Stored data entries |

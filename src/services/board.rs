use std::collections::HashMap;
use std::fmt;
use std::future::Future;
use std::sync::{Arc, Mutex, MutexGuard, PoisonError};

use tokio::sync::{broadcast, watch};
use tracing::{debug, info, warn};

use crate::client::TaskApi;
use crate::error::AppError;
use crate::models::{BoardStats, Task, TaskFilter, TaskId, TaskStatus};

/// An immutable, complete copy of the task list.
pub type Snapshot = Arc<Vec<Task>>;

const NOTICE_CAPACITY: usize = 32;

/// One kanban column per status.
#[derive(Debug, Clone, Default, PartialEq)]
pub struct Columns {
    pub pending: Vec<Task>,
    pub in_progress: Vec<Task>,
    pub completed: Vec<Task>,
}

impl Columns {
    /// The column holding tasks with `status`.
    pub fn get(&self, status: TaskStatus) -> &[Task] {
        match status {
            TaskStatus::Pending => &self.pending,
            TaskStatus::InProgress => &self.in_progress,
            TaskStatus::Completed => &self.completed,
        }
    }

    pub fn len(&self) -> usize {
        self.pending.len() + self.in_progress.len() + self.completed.len()
    }

    pub fn is_empty(&self) -> bool {
        self.len() == 0
    }
}

/// Tasks matching every set field of `filter`, in their original order.
pub fn apply_filter(tasks: &[Task], filter: &TaskFilter) -> Vec<Task> {
    tasks.iter().filter(|t| filter.matches(t)).cloned().collect()
}

/// Partition into one column per status. Every task lands in exactly one column.
pub fn group_by_status(tasks: &[Task]) -> Columns {
    let mut columns = Columns::default();
    for task in tasks {
        let column = match task.status {
            TaskStatus::Pending => &mut columns.pending,
            TaskStatus::InProgress => &mut columns.in_progress,
            TaskStatus::Completed => &mut columns.completed,
        };
        column.push(task.clone());
    }
    columns
}

#[derive(Debug, Clone, PartialEq, Eq)]
pub enum MoveOutcome {
    /// The server accepted the newest requested status.
    Confirmed,
    /// The server refused; the board was re-fetched.
    Rejected(String),
    /// A later move of the same task was issued before this one resolved.
    Superseded,
    /// The task is not on the board; nothing was sent.
    NotFound,
}

/// Non-blocking, user-facing failure notices.
#[derive(Debug, Clone, PartialEq, Eq)]
pub enum BoardNotice {
    LoadFailed { message: String },
    MoveRejected { task_id: TaskId, message: String },
}

impl fmt::Display for BoardNotice {
    fn fmt(&self, f: &mut fmt::Formatter<'_>) -> fmt::Result {
        match self {
            BoardNotice::LoadFailed { message } => write!(f, "Could not refresh tasks: {}", message),
            BoardNotice::MoveRejected { task_id, message } => {
                write!(f, "Could not move task {}: {}", task_id, message)
            }
        }
    }
}

struct InFlight {
    seq: u64,
    status: TaskStatus,
}

// Releases its in-flight slot when dropped unsettled, so an abandoned move
// cannot pin its optimistic status over later loads.
struct MoveTicket {
    task_id: TaskId,
    status: TaskStatus,
    seq: u64,
    settled: bool,
    state: Arc<Mutex<BoardState>>,
}

impl Drop for MoveTicket {
    fn drop(&mut self) {
        if self.settled {
            return;
        }
        let mut state = self.state.lock().unwrap_or_else(PoisonError::into_inner);
        if state.in_flight.get(&self.task_id).map(|f| f.seq) == Some(self.seq) {
            state.in_flight.remove(&self.task_id);
            debug!("Move of task {} (seq {}) abandoned before the server replied", self.task_id, self.seq);
        }
    }
}

struct BoardState {
    snapshot: Snapshot,
    loads_issued: u64,
    loads_applied: u64,
    next_move_seq: u64,
    // Newest unresolved move per task.
    in_flight: HashMap<TaskId, InFlight>,
}

/// Owns the authoritative task snapshot and the optimistic moves layered on it.
///
/// Cloning is cheap and every clone shares the same board.
#[derive(Clone)]
pub struct TaskBoardModel {
    api: Arc<dyn TaskApi>,
    state: Arc<Mutex<BoardState>>,
    snapshots: Arc<watch::Sender<Snapshot>>,
    notices: broadcast::Sender<BoardNotice>,
}

impl TaskBoardModel {
    /// Empty board backed by `api`. Call [`TaskBoardModel::load`] to fill it.
    pub fn new(api: Arc<dyn TaskApi>) -> Self {
        let snapshot: Snapshot = Arc::new(Vec::new());
        let (snapshots, _) = watch::channel(snapshot.clone());
        let (notices, _) = broadcast::channel(NOTICE_CAPACITY);
        Self {
            api,
            state: Arc::new(Mutex::new(BoardState {
                snapshot,
                loads_issued: 0,
                loads_applied: 0,
                next_move_seq: 0,
                in_flight: HashMap::new(),
            })),
            snapshots: Arc::new(snapshots),
            notices,
        }
    }

    /// Current snapshot, shared read-only.
    pub fn snapshot(&self) -> Snapshot {
        self.lock().snapshot.clone()
    }

    /// Receives every snapshot the board applies, optimistic edits included.
    pub fn watch(&self) -> watch::Receiver<Snapshot> {
        self.snapshots.subscribe()
    }

    /// Failure notices for the user, one per failed load or rejected move.
    pub fn subscribe(&self) -> broadcast::Receiver<BoardNotice> {
        self.notices.subscribe()
    }

    /// Filtered status columns, recomputed from the current snapshot.
    pub fn columns(&self, filter: &TaskFilter) -> Columns {
        let snapshot = self.snapshot();
        group_by_status(&apply_filter(&snapshot, filter))
    }

    /// Chart aggregates over the current snapshot.
    pub fn stats(&self) -> BoardStats {
        BoardStats::from_tasks(&self.snapshot())
    }

    /// Fetch a fresh snapshot and swap it in whole.
    ///
    /// On failure the previous snapshot stays in place and a notice is published.
    /// A response that arrives after a newer load has already been applied is dropped.
    pub async fn load(&self) -> Result<Snapshot, AppError> {
        let generation = {
            let mut state = self.lock();
            state.loads_issued += 1;
            state.loads_issued
        };

        let mut tasks = match self.api.fetch_tasks().await {
            Ok(tasks) => tasks,
            Err(e) => {
                warn!("Task load failed, keeping last snapshot: {}", e);
                self.notify(BoardNotice::LoadFailed { message: e.to_string() });
                return Err(if e.is_fetch() { e } else { AppError::Fetch(e.to_string()) });
            }
        };

        let mut state = self.lock();
        if generation <= state.loads_applied {
            debug!("Dropping load #{} (already applied #{})", generation, state.loads_applied);
            return Ok(state.snapshot.clone());
        }

        for task in tasks.iter_mut() {
            if let Some(pending) = state.in_flight.get(&task.id) {
                task.status = pending.status;
            }
        }
        state.loads_applied = generation;
        let snapshot = self.publish(&mut state, tasks);
        debug!("Applied snapshot #{} with {} tasks", generation, snapshot.len());
        Ok(snapshot)
    }

    /// Move a task to `status` immediately, then confirm with the server.
    ///
    /// The local edit happens before this returns; the returned future carries the
    /// server round trip and the resync that follows it. Only the newest move of a
    /// given task is reconciled, so an older response can never undo a newer move.
    pub fn move_task(
        &self,
        task_id: &TaskId,
        status: TaskStatus,
    ) -> impl Future<Output = MoveOutcome> + Send + 'static {
        let ticket = self.apply_optimistic(task_id, status);
        let board = self.clone();
        async move {
            match ticket {
                Some(ticket) => board.submit(ticket).await,
                None => MoveOutcome::NotFound,
            }
        }
    }

    fn apply_optimistic(&self, task_id: &TaskId, status: TaskStatus) -> Option<MoveTicket> {
        let mut state = self.lock();
        let Some(position) = state.snapshot.iter().position(|t| &t.id == task_id) else {
            debug!("Move ignored, task {} is not on the board", task_id);
            return None;
        };

        state.next_move_seq += 1;
        let seq = state.next_move_seq;
        let mut tasks = state.snapshot.as_ref().clone();
        tasks[position].status = status;
        state.in_flight.insert(task_id.clone(), InFlight { seq, status });
        self.publish(&mut state, tasks);

        debug!("Task {} moved to {} (seq {})", task_id, status, seq);
        Some(MoveTicket {
            task_id: task_id.clone(),
            status,
            seq,
            settled: false,
            state: Arc::clone(&self.state),
        })
    }

    async fn submit(&self, mut ticket: MoveTicket) -> MoveOutcome {
        let result = self.api.update_task_status(&ticket.task_id, ticket.status).await;

        if let Err(e) = self.settle(&mut ticket, result.is_ok()) {
            debug!("{}", e);
            return MoveOutcome::Superseded;
        }

        let outcome = match result {
            Ok(updated) => {
                info!("Task {} confirmed as {}", ticket.task_id, ticket.status);
                if let Some(task) = updated {
                    self.replace_task(task);
                }
                MoveOutcome::Confirmed
            }
            Err(e) => {
                warn!("Moving task {} to {} failed: {}", ticket.task_id, ticket.status, e);
                self.notify(BoardNotice::MoveRejected {
                    task_id: ticket.task_id.clone(),
                    message: e.to_string(),
                });
                MoveOutcome::Rejected(e.to_string())
            }
        };

        if let Err(e) = self.load().await {
            warn!("Resync after moving task {} failed: {}", ticket.task_id, e);
        }
        outcome
    }

    // Retire the ticket if it is still the newest move of its task. Once the server has
    // accepted it, loads issued earlier may predate the change and are dropped.
    fn settle(&self, ticket: &mut MoveTicket, accepted: bool) -> Result<(), AppError> {
        let mut state = self.lock();
        ticket.settled = true;
        let newest = state.in_flight.get(&ticket.task_id).map(|f| f.seq);
        if newest != Some(ticket.seq) {
            return Err(AppError::StaleResponseDiscarded {
                task_id: ticket.task_id.clone(),
                seq: ticket.seq,
            });
        }
        state.in_flight.remove(&ticket.task_id);
        if accepted {
            state.loads_applied = state.loads_issued;
        }
        Ok(())
    }

    fn replace_task(&self, mut task: Task) {
        let mut state = self.lock();
        let Some(position) = state.snapshot.iter().position(|t| t.id == task.id) else {
            return;
        };
        if let Some(pending) = state.in_flight.get(&task.id) {
            task.status = pending.status;
        }
        let mut tasks = state.snapshot.as_ref().clone();
        tasks[position] = task;
        self.publish(&mut state, tasks);
    }

    fn publish(&self, state: &mut BoardState, tasks: Vec<Task>) -> Snapshot {
        let snapshot: Snapshot = Arc::new(tasks);
        state.snapshot = snapshot.clone();
        self.snapshots.send_replace(snapshot.clone());
        snapshot
    }

    fn notify(&self, notice: BoardNotice) {
        // Nobody listening is fine.
        let _ = self.notices.send(notice);
    }

    fn lock(&self) -> MutexGuard<'_, BoardState> {
        self.state.lock().unwrap_or_else(PoisonError::into_inner)
    }
}
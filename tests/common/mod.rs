#![allow(dead_code)]

use std::sync::atomic::{AtomicBool, AtomicUsize, Ordering};
use std::sync::{Arc, Mutex};
use std::time::Duration;

use async_trait::async_trait;
use chrono::{DateTime, TimeDelta, TimeZone, Utc};
use tokio::sync::{mpsc, oneshot};

use taskgenius::client::TaskApi;
use taskgenius::error::AppError;
use taskgenius::models::{Task, TaskId, TaskStatus};
use taskgenius::services::Clock;

/// An update request held until the test decides how it resolves.
pub struct PendingUpdate {
    pub task_id: TaskId,
    pub status: TaskStatus,
    reply: oneshot::Sender<Result<(), String>>,
}

impl PendingUpdate {
    pub fn succeed(self) {
        let _ = self.reply.send(Ok(()));
    }

    pub fn fail(self, message: &str) {
        let _ = self.reply.send(Err(message.to_string()));
    }
}

/// A fetch that captured the server state when it was issued and waits to be answered.
pub struct PendingFetch {
    reply: oneshot::Sender<bool>,
}

impl PendingFetch {
    pub fn release(self) {
        let _ = self.reply.send(true);
    }

    pub fn fail(self) {
        let _ = self.reply.send(false);
    }
}

/// In-memory stand-in for the task API.
pub struct FakeApi {
    server: Mutex<Vec<Task>>,
    fail_fetch: AtomicBool,
    fetches: AtomicUsize,
    updates: AtomicUsize,
    gate: Option<mpsc::UnboundedSender<PendingUpdate>>,
    fetch_gate: Option<mpsc::UnboundedSender<PendingFetch>>,
}

impl FakeApi {
    pub fn new(tasks: Vec<Task>) -> Arc<Self> {
        Arc::new(Self {
            server: Mutex::new(tasks),
            fail_fetch: AtomicBool::new(false),
            fetches: AtomicUsize::new(0),
            updates: AtomicUsize::new(0),
            gate: None,
            fetch_gate: None,
        })
    }

    /// Updates wait on the returned receiver to be resolved.
    pub fn gated(tasks: Vec<Task>) -> (Arc<Self>, mpsc::UnboundedReceiver<PendingUpdate>) {
        let (tx, rx) = mpsc::unbounded_channel();
        let api = Arc::new(Self {
            server: Mutex::new(tasks),
            fail_fetch: AtomicBool::new(false),
            fetches: AtomicUsize::new(0),
            updates: AtomicUsize::new(0),
            gate: Some(tx),
            fetch_gate: None,
        });
        (api, rx)
    }

    /// Fetches wait on the returned receiver; updates apply at once.
    pub fn gated_fetches(tasks: Vec<Task>) -> (Arc<Self>, mpsc::UnboundedReceiver<PendingFetch>) {
        let (tx, rx) = mpsc::unbounded_channel();
        let api = Arc::new(Self {
            server: Mutex::new(tasks),
            fail_fetch: AtomicBool::new(false),
            fetches: AtomicUsize::new(0),
            updates: AtomicUsize::new(0),
            gate: None,
            fetch_gate: Some(tx),
        });
        (api, rx)
    }

    pub fn set_tasks(&self, tasks: Vec<Task>) {
        *self.server.lock().unwrap() = tasks;
    }

    pub fn fail_fetches(&self, fail: bool) {
        self.fail_fetch.store(fail, Ordering::SeqCst);
    }

    pub fn fetch_count(&self) -> usize {
        self.fetches.load(Ordering::SeqCst)
    }

    pub fn update_count(&self) -> usize {
        self.updates.load(Ordering::SeqCst)
    }

    fn apply(&self, id: &TaskId, status: TaskStatus) -> Option<Task> {
        let mut server = self.server.lock().unwrap();
        let task = server.iter_mut().find(|t| &t.id == id)?;
        task.status = status;
        task.priority_score = Some(task.priority_score.unwrap_or(0.0) + 1.0);
        Some(task.clone())
    }
}

#[async_trait]
impl TaskApi for FakeApi {
    async fn fetch_tasks(&self) -> Result<Vec<Task>, AppError> {
        self.fetches.fetch_add(1, Ordering::SeqCst);
        if self.fail_fetch.load(Ordering::SeqCst) {
            return Err(AppError::Fetch("connection refused".to_string()));
        }
        let tasks = self.server.lock().unwrap().clone();
        if let Some(gate) = &self.fetch_gate {
            let (reply, rx) = oneshot::channel();
            gate.send(PendingFetch { reply })
                .map_err(|_| AppError::Fetch("gate closed".to_string()))?;
            if !rx.await.unwrap_or(false) {
                return Err(AppError::Fetch("connection reset".to_string()));
            }
        }
        Ok(tasks)
    }

    async fn update_task_status(&self, id: &TaskId, status: TaskStatus) -> Result<Option<Task>, AppError> {
        self.updates.fetch_add(1, Ordering::SeqCst);
        if let Some(gate) = &self.gate {
            let (reply, rx) = oneshot::channel();
            gate.send(PendingUpdate {
                task_id: id.clone(),
                status,
                reply,
            })
            .map_err(|_| AppError::Fetch("gate closed".to_string()))?;
            match rx.await {
                Ok(Ok(())) => {}
                Ok(Err(message)) => return Err(AppError::Fetch(message)),
                Err(_) => return Err(AppError::Fetch("request dropped".to_string())),
            }
        }
        Ok(self.apply(id, status))
    }
}

/// Wall clock that only moves when told to.
pub struct ManualClock {
    now: Mutex<DateTime<Utc>>,
}

impl ManualClock {
    pub fn new(now: DateTime<Utc>) -> Arc<Self> {
        Arc::new(Self { now: Mutex::new(now) })
    }

    pub fn advance(&self, by: Duration) {
        let mut now = self.now.lock().unwrap();
        *now += TimeDelta::from_std(by).unwrap();
    }
}

impl Clock for ManualClock {
    fn now(&self) -> DateTime<Utc> {
        *self.now.lock().unwrap()
    }
}

pub fn t0() -> DateTime<Utc> {
    Utc.with_ymd_and_hms(2026, 3, 2, 9, 0, 0).unwrap()
}

pub fn task(id: i64, title: &str, status: TaskStatus) -> Task {
    let mut task = Task::new(id, title);
    task.status = status;
    task
}

pub fn reminder_task(id: i64, title: &str, at: DateTime<Utc>) -> Task {
    let mut task = Task::new(id, title);
    task.reminder_date = Some(at.to_rfc3339());
    task
}

/// Let spawned tasks run until they block again.
pub async fn settle() {
    for _ in 0..10 {
        tokio::task::yield_now().await;
    }
}
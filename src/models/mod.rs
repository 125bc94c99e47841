pub mod filter;
pub mod stats;
pub mod task;

pub use filter::TaskFilter;
pub use stats::{BoardStats, CategoryScore, PriorityCounts};
pub use task::{Priority, Task, TaskId, TaskStatus, UNCATEGORIZED, parse_timestamp};
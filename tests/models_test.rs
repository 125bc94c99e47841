use chrono::{Local, NaiveDate, TimeZone, Utc};

use taskgenius::models::{BoardStats, Priority, Task, TaskId, TaskStatus, parse_timestamp};

fn scored(id: i64, category: Option<&str>, score: Option<f64>, status: TaskStatus, priority: Priority) -> Task {
    let mut task = Task::new(id, format!("task {}", id));
    task.category = category.map(str::to_string);
    task.priority_score = score;
    task.status = status;
    task.priority = priority;
    task
}

#[test]
fn test_task_decoding_is_lenient() {
    let task: Task = serde_json::from_str(r#"{"id": "t-9", "title": "Sketch", "status": "archived"}"#).unwrap();
    assert_eq!(task.id, TaskId::Str("t-9".to_string()));
    assert_eq!(task.status, TaskStatus::Pending);
    assert_eq!(task.priority, Priority::Medium);
    assert_eq!(task.effective_category(), "Uncategorized");
    assert_eq!(task.reminder_instant(), None);

    let empty_category: Task = serde_json::from_str(r#"{"id": 3, "title": "x", "category": ""}"#).unwrap();
    assert_eq!(empty_category.effective_category(), "Uncategorized");
}

#[test]
fn test_status_round_trips_as_snake_case() {
    let json = serde_json::to_value(TaskStatus::InProgress).unwrap();
    assert_eq!(json, "in_progress");
    assert_eq!("completed".parse::<TaskStatus>(), Ok(TaskStatus::Completed));
    assert!("done".parse::<TaskStatus>().is_err());
}

#[test]
fn test_parse_timestamp_formats() {
    let utc = Utc.with_ymd_and_hms(2026, 3, 2, 9, 30, 0).unwrap();
    assert_eq!(parse_timestamp("2026-03-02T09:30:00Z"), Some(utc));
    assert_eq!(parse_timestamp("2026-03-02T10:30:00+01:00"), Some(utc));

    let naive = NaiveDate::from_ymd_opt(2026, 3, 2).unwrap().and_hms_opt(9, 30, 0).unwrap();
    let local = Local.from_local_datetime(&naive).earliest().unwrap().with_timezone(&Utc);
    assert_eq!(parse_timestamp("2026-03-02T09:30:00"), Some(local));
    assert_eq!(parse_timestamp("2026-03-02T09:30"), Some(local));
    assert_eq!(parse_timestamp("2026-03-02T09:30:00.000000"), Some(local));

    assert_eq!(parse_timestamp("tomorrow"), None);
    assert_eq!(parse_timestamp(""), None);
}

#[test]
fn test_board_stats() {
    let tasks = vec![
        scored(1, Some("Work"), Some(80.0), TaskStatus::Pending, Priority::High),
        scored(2, Some("Work"), Some(65.0), TaskStatus::InProgress, Priority::Medium),
        scored(3, None, Some(40.0), TaskStatus::Completed, Priority::Low),
        scored(4, Some("Home"), None, TaskStatus::Pending, Priority::Medium),
        scored(5, Some("Home"), Some(33.4), TaskStatus::Pending, Priority::High),
    ];

    let stats = BoardStats::from_tasks(&tasks);
    assert_eq!(stats.total, 5);
    assert_eq!((stats.pending, stats.in_progress, stats.completed), (3, 1, 1));
    assert_eq!((stats.by_priority.high, stats.by_priority.medium, stats.by_priority.low), (2, 2, 1));

    let names: Vec<&str> = stats.score_by_category.iter().map(|c| c.name.as_str()).collect();
    assert_eq!(names, vec!["Work", "Uncategorized", "Home"]);
    assert_eq!(stats.score_by_category[0].avg, 72.5);
    assert_eq!(stats.score_by_category[1].avg, 40.0);
    // missing score counts as zero
    assert_eq!(stats.score_by_category[2].avg, 16.7);
}

#[test]
fn test_board_stats_empty() {
    let stats = BoardStats::from_tasks(&[]);
    assert_eq!(stats.total, 0);
    assert!(stats.score_by_category.is_empty());
}
use std::sync::Arc;
use std::time::Duration;

use tokio::time::{Instant, MissedTickBehavior};
use tracing::{debug, info, warn};

use crate::models::Task;
use crate::services::board::TaskBoardModel;
use crate::services::reminder::ReminderScheduler;

/// Keeps the board fresh and the reminder timers in step with it.
pub struct BoardRefresher {
    board: TaskBoardModel,
    reminders: Arc<ReminderScheduler>,
    interval: Duration,
}

impl BoardRefresher {
    /// Nothing runs until [`BoardRefresher::start`] is awaited.
    pub fn new(board: TaskBoardModel, reminders: Arc<ReminderScheduler>, interval: Duration) -> Self {
        Self {
            board,
            reminders,
            interval,
        }
    }

    /// Load now, then every interval. Runs until the task is aborted.
    pub async fn start(self) {
        info!(
            "Starting board refresher (interval: {:?}, reminder horizon: {:?})",
            self.interval,
            self.reminders.policy().horizon
        );

        let mut snapshots = self.board.watch();
        self.run_refresh().await;
        let _ = snapshots.borrow_and_update();

        let mut ticker = tokio::time::interval_at(Instant::now() + self.interval, self.interval);
        ticker.set_missed_tick_behavior(MissedTickBehavior::Delay);

        loop {
            tokio::select! {
                _ = ticker.tick() => {
                    self.run_refresh().await;
                    let _ = snapshots.borrow_and_update();
                }
                changed = snapshots.changed() => {
                    if changed.is_err() {
                        return;
                    }
                    let snapshot = snapshots.borrow_and_update().clone();
                    self.reconcile(&snapshot);
                }
            }
        }
    }

    async fn run_refresh(&self) {
        match self.board.load().await {
            Ok(snapshot) => {
                let stats = self.board.stats();
                debug!(
                    "Board refreshed - {} tasks | pending: {}, in progress: {}, completed: {}",
                    snapshot.len(),
                    stats.pending,
                    stats.in_progress,
                    stats.completed
                );
            }
            Err(e) => {
                // Keep going on the last good snapshot.
                warn!("Board refresh failed: {}", e);
            }
        }
        // Time moves even when the load fails, so reminders entering the horizon still get picked up.
        let snapshot = self.board.snapshot();
        self.reconcile(&snapshot);
    }

    fn reconcile(&self, tasks: &[Task]) {
        let report = self.reminders.reconcile(tasks);
        if report.scheduled > 0 || report.cancelled > 0 {
            info!(
                "Reminders reconciled - scheduled: {}, cancelled: {}, kept: {}",
                report.scheduled, report.cancelled, report.kept
            );
        }
    }
}
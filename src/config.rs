use std::env;
use std::time::Duration;

use crate::error::AppError;
use crate::services::reminder::ReminderPolicy;

const DEFAULT_REFRESH_SECS: u64 = 60;
const DEFAULT_HORIZON_SECS: u64 = 7 * 24 * 60 * 60;
const DEFAULT_SNOOZE_SECS: u64 = 10 * 60;

/// Runtime settings read from `TASKGENIUS_*` environment variables.
#[derive(Clone, Debug)]
pub struct AppConfig {
    pub api_base_url: String,
    pub api_token: Option<String>,
    pub refresh_interval: Duration,
    pub reminder_horizon: Duration,
    pub snooze: Duration,
}

impl AppConfig {
    /// Read the process environment. Only `TASKGENIUS_API_URL` is required.
    pub fn from_env() -> Result<Self, AppError> {
        Self::from_lookup(|key| env::var(key).ok())
    }

    /// Same parsing as [`AppConfig::from_env`] against an arbitrary key lookup.
    pub fn from_lookup<F>(lookup: F) -> Result<Self, AppError>
    where
        F: Fn(&str) -> Option<String>,
    {
        let api_base_url = lookup("TASKGENIUS_API_URL")
            .filter(|v| !v.trim().is_empty())
            .ok_or_else(|| AppError::Config("TASKGENIUS_API_URL is not set".to_string()))?;
        let api_token = lookup("TASKGENIUS_TOKEN").filter(|v| !v.is_empty());

        let refresh_interval = secs(&lookup, "TASKGENIUS_REFRESH_SECS", DEFAULT_REFRESH_SECS)?;
        let reminder_horizon = secs(&lookup, "TASKGENIUS_REMINDER_HORIZON_SECS", DEFAULT_HORIZON_SECS)?;
        let snooze = secs(&lookup, "TASKGENIUS_SNOOZE_SECS", DEFAULT_SNOOZE_SECS)?;

        if refresh_interval.is_zero() {
            return Err(AppError::Config("TASKGENIUS_REFRESH_SECS must be positive".to_string()));
        }
        // A zero horizon would silently disable every reminder.
        if reminder_horizon.is_zero() {
            return Err(AppError::Config(
                "TASKGENIUS_REMINDER_HORIZON_SECS must be positive".to_string(),
            ));
        }

        Ok(Self {
            api_base_url: api_base_url.trim_end_matches('/').to_string(),
            api_token,
            refresh_interval,
            reminder_horizon,
            snooze,
        })
    }

    /// Horizon and snooze for the reminder scheduler.
    pub fn reminder_policy(&self) -> ReminderPolicy {
        ReminderPolicy {
            horizon: self.reminder_horizon,
            snooze: self.snooze,
        }
    }
}

fn secs<F>(lookup: &F, key: &str, default: u64) -> Result<Duration, AppError>
where
    F: Fn(&str) -> Option<String>,
{
    match lookup(key) {
        None => Ok(Duration::from_secs(default)),
        Some(raw) => raw
            .trim()
            .parse::<u64>()
            .map(Duration::from_secs)
            .map_err(|_| AppError::Config(format!("{} must be a number of seconds, got {:?}", key, raw))),
    }
}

Problem | Scanning the data above, count the lines in which the string "PendingFetch" occurs and state only the count.

Finished exercise | 5